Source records
• • • • •

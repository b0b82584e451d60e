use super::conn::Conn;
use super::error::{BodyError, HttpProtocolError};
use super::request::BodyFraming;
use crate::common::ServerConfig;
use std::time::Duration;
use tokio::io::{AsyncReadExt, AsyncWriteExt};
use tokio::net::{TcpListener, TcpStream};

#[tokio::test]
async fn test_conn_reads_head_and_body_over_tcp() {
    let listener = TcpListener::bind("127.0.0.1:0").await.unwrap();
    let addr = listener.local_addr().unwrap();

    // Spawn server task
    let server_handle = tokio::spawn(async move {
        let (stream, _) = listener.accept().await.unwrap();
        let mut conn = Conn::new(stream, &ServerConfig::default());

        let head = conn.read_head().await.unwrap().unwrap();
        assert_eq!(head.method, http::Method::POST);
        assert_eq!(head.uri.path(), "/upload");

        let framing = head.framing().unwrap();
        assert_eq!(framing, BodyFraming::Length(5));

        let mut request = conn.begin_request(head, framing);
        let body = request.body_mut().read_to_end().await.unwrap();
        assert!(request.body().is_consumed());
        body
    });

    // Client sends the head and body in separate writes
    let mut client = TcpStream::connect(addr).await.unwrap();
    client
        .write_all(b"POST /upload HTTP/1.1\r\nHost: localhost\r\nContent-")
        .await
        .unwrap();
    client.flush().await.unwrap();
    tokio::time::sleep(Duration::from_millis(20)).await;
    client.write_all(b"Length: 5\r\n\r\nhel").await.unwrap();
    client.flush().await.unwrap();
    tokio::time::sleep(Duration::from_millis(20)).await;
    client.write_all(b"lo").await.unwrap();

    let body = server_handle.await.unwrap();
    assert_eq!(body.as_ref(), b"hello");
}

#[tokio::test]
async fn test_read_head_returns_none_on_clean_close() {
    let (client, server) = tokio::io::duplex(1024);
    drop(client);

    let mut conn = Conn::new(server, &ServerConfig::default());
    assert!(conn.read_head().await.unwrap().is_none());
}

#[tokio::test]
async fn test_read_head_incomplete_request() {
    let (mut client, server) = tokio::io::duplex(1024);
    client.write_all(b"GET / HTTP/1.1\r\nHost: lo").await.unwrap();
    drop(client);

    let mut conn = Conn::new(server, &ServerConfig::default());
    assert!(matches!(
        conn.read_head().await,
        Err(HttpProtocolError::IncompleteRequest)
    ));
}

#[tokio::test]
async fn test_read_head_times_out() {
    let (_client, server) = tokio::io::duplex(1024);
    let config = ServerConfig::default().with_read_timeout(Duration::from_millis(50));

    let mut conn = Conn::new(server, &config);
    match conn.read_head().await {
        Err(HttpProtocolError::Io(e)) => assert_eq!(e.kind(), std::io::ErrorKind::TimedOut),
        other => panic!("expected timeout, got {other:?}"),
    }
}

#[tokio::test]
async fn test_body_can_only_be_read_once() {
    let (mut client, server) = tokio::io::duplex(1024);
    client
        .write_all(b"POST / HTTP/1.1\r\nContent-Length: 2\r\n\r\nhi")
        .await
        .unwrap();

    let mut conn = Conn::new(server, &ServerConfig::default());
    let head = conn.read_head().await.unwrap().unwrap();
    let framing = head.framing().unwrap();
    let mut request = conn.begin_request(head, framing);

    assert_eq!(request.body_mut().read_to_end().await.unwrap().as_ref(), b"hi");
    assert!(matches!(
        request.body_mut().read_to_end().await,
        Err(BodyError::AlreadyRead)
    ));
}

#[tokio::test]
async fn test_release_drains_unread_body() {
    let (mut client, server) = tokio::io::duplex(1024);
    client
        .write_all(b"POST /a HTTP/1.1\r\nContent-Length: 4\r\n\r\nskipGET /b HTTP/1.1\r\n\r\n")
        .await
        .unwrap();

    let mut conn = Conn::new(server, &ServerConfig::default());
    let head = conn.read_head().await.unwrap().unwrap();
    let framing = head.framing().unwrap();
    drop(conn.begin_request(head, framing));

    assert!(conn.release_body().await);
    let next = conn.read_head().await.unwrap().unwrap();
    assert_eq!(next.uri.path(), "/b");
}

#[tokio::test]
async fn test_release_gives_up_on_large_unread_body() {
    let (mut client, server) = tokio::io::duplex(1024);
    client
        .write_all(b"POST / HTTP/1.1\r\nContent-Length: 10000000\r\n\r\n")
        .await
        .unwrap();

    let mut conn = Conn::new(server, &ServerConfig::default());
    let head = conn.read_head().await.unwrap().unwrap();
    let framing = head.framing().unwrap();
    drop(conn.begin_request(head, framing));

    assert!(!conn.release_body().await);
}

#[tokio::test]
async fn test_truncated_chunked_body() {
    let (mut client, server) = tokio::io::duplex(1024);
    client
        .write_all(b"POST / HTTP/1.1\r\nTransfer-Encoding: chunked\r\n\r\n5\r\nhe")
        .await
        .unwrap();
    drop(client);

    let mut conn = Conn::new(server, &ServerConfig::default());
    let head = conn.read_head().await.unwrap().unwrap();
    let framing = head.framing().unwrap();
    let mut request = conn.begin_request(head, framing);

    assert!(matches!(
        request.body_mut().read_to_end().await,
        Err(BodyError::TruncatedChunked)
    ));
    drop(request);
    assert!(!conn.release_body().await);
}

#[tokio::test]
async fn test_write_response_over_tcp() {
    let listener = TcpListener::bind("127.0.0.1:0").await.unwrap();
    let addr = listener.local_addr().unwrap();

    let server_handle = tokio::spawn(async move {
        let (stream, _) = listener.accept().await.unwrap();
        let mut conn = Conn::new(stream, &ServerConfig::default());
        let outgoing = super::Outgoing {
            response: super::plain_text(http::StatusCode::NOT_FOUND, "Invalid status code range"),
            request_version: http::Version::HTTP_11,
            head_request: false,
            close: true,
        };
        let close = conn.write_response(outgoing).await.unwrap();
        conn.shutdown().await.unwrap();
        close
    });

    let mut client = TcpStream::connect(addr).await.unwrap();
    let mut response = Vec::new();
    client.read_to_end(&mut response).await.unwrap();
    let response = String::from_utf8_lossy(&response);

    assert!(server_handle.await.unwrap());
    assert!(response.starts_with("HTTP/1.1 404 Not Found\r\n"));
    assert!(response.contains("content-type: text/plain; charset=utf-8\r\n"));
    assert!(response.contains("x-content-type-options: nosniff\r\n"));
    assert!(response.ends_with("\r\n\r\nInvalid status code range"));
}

• • • • •

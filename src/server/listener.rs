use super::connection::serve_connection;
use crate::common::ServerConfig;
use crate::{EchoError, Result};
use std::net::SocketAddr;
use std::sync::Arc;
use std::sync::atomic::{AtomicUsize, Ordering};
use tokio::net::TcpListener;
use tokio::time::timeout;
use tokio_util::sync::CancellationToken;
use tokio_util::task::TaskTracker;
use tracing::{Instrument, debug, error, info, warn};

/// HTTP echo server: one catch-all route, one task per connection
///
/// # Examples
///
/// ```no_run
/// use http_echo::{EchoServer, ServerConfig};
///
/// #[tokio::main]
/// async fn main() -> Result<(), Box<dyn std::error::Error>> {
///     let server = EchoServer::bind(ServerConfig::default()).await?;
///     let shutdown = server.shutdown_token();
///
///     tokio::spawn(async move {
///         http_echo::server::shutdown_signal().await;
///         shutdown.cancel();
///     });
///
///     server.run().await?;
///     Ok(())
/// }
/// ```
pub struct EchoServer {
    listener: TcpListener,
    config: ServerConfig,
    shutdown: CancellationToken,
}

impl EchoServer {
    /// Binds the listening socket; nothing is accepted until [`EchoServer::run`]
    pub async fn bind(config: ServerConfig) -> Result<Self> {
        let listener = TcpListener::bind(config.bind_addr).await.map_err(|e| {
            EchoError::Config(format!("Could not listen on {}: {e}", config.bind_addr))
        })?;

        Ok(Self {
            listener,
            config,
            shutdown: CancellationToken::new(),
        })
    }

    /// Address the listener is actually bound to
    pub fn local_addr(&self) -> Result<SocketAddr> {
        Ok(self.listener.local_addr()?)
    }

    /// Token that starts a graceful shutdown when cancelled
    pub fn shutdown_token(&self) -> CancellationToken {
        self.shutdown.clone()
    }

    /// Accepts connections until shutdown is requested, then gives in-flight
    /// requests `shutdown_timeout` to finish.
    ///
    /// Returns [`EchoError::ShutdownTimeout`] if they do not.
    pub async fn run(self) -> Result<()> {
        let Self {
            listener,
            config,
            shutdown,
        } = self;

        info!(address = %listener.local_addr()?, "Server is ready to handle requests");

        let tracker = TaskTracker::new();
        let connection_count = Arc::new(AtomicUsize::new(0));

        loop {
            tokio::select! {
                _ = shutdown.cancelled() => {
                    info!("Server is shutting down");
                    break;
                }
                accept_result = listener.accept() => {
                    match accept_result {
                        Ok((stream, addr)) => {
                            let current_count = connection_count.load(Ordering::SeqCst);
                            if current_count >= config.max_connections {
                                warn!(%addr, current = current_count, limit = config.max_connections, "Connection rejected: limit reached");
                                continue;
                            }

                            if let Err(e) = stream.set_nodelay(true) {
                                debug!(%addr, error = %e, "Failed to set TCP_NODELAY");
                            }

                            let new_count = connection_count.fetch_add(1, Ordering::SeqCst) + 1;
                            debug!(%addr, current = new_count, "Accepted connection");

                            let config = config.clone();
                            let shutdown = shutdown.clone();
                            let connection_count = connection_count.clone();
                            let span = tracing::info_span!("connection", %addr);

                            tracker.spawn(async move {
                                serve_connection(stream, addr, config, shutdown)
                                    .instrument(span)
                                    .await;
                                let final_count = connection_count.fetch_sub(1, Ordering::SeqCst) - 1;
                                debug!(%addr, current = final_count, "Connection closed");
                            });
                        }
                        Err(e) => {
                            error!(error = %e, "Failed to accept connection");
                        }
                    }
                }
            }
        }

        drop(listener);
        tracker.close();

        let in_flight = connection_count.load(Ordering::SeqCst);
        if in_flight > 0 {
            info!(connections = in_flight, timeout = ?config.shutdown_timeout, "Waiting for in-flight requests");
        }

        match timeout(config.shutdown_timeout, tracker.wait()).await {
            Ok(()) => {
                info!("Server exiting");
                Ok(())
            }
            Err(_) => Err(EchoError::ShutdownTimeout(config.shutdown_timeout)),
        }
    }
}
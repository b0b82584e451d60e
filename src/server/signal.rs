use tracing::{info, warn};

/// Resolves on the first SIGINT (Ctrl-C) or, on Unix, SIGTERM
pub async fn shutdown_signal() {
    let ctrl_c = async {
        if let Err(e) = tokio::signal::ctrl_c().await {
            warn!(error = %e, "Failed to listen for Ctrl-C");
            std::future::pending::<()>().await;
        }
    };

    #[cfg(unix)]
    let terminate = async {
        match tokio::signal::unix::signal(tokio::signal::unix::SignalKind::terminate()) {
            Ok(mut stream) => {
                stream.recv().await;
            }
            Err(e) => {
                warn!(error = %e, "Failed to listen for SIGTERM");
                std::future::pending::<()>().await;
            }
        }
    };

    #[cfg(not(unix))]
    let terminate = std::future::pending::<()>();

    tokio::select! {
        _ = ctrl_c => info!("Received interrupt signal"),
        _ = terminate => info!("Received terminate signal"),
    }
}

• • • • •

◆ **Task**
Above are the entries. Copy exactly the part that opens with the line containing "let tracker = TaskTracker::new();" and closes with the line containing "accept_result = listener.accept()", and no more.

◆ **Answer to this task**
        let tracker = TaskTracker::new();
        let connection_count = Arc::new(AtomicUsize::new(0));

        loop {
            tokio::select! {
                _ = shutdown.cancelled() => {
                    info!("Server is shutting down");
                    break;
                }
                accept_result = listener.accept() => {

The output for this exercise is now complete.